If the broker has had 300 inquiries (of which many probably never resulted in a walk around), a lot of them probably weren't serious. A big piece of property set-up for institutional purposes will get a lot of looks "for the heck of it". The Postie probably based this article on hype he heard from some friend of the broker or a press release.

A fancy outlet mall might be seen as a counterpart to the one in Leesburg with Beltway access to the rest of MoCo, and relatively good proximity for Balto and Howard. Unfortunately, outlet malls are struggling nationally and Arundel Mills might be too close (outlet malls go for wide spacing). Probably unlikely.

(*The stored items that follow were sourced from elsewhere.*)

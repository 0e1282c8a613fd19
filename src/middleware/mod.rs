// SPDX-License-Identifier: MIT
// Copyright 2026 Roland Dreier <roland@rolandd.dev>

//! Middleware modules (session resolution, security headers).

pub mod auth;
pub mod security;

pub use auth::{resolve_optional_user, CurrentUser, Resolution, SessionRedirect};
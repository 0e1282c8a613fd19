// SPDX-License-Identifier: MIT
// Copyright 2026 Roland Dreier <roland@kernel.org>

//! Data models for the application.

pub mod forms;
pub mod user;

pub use forms::{field_errors, ActionData, FieldErrors, LoginForm, RegisterForm};
pub use user::User;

GU has considered some big ideas for itself, but that's not unusual for a university, plus they might be used as bargaining chips with their neighbors. For example, GU has talked about a school of public health which many universities are starting because of they operate on soft money and can use a lot of existing infrastructure. Unfortunately, the area already has JHU (which has some courses in the DC area) and GW, which is about to move its school into a new building, plus the community health program at UMD, and a new health policy program at GMU. GU's med school also lacks strengths in areas related to public health and doesn't have GW's relationships with DC DoH. No one mentioned where GU has its athletic teams practice, but I wonder if any location is as inconvenient as White Oak would be.

by Rich on Oct 1, 2012 10:18 pm • linkreport

@ Rich:GU's med school also lacks strengths in areas related to public health and doesn't have GW's relationships with DC DoH.

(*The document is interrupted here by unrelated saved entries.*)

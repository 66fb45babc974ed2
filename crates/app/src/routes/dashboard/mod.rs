pub mod employee;
pub mod hradmin;
pub mod manager;
pub mod trainer;

use dioxus::prelude::*;
use shared_types::Role;

use crate::auth::use_role;

/// Role-adaptive dashboard — renders the appropriate dashboard for the
/// user's role.
#[component]
pub fn Dashboard() -> Element {
    let role = use_role();

    match role {
        Role::HrAdmin => rsx! { hradmin::HrAdminDashboard {} },
        Role::Manager => rsx! { manager::ManagerDashboard {} },
        Role::Trainer => rsx! { trainer::TrainerDashboard {} },
        Role::Employee => rsx! { employee::EmployeeDashboard {} },
    }
}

But it does have the Lombardi Cancer Center.

by Jasper on Oct 2, 2012 10:54 am • linkreport

Why don't they move the Medical Campus AND the Burleith residents to Hill East and expand into those areas?

by Jeff on Oct 2, 2012 1:29 pm • linkreport

Maybe GU should leave DC completely and move to Maryland, after all, their seal says Maryland, not Washington, DC! I'm sure GW would give them a fair price for their DC holdings. George Washington always knows a good land deal, i.e. the Mt. Vernon campus in NW.

by GWalum on Oct 3, 2012 5:17 pm • linkreport

FWIW, I read "outlets" as factory outlets, not as full-price boutiques. As Rich mentioned, outlets typically like to have wide spacing between not only their own stores, but also from their full-price stores (e.g., Chevy Chase, Tysons, or Georgetown); I'd be surprised to see any open in Montgomery County, not with Arundel Mills and Potomac Mills relatively close by and with a proposed new outlet mall at National Harbor (not the worst idea, IMO).

It's hard to imagine how Georgetown could end up fragmenting their campus, particularly once various graduate and professional programs get hived off to downtown or elsewhere. Doing so kind of defeats the purpose of having a comprehensive university in the first place.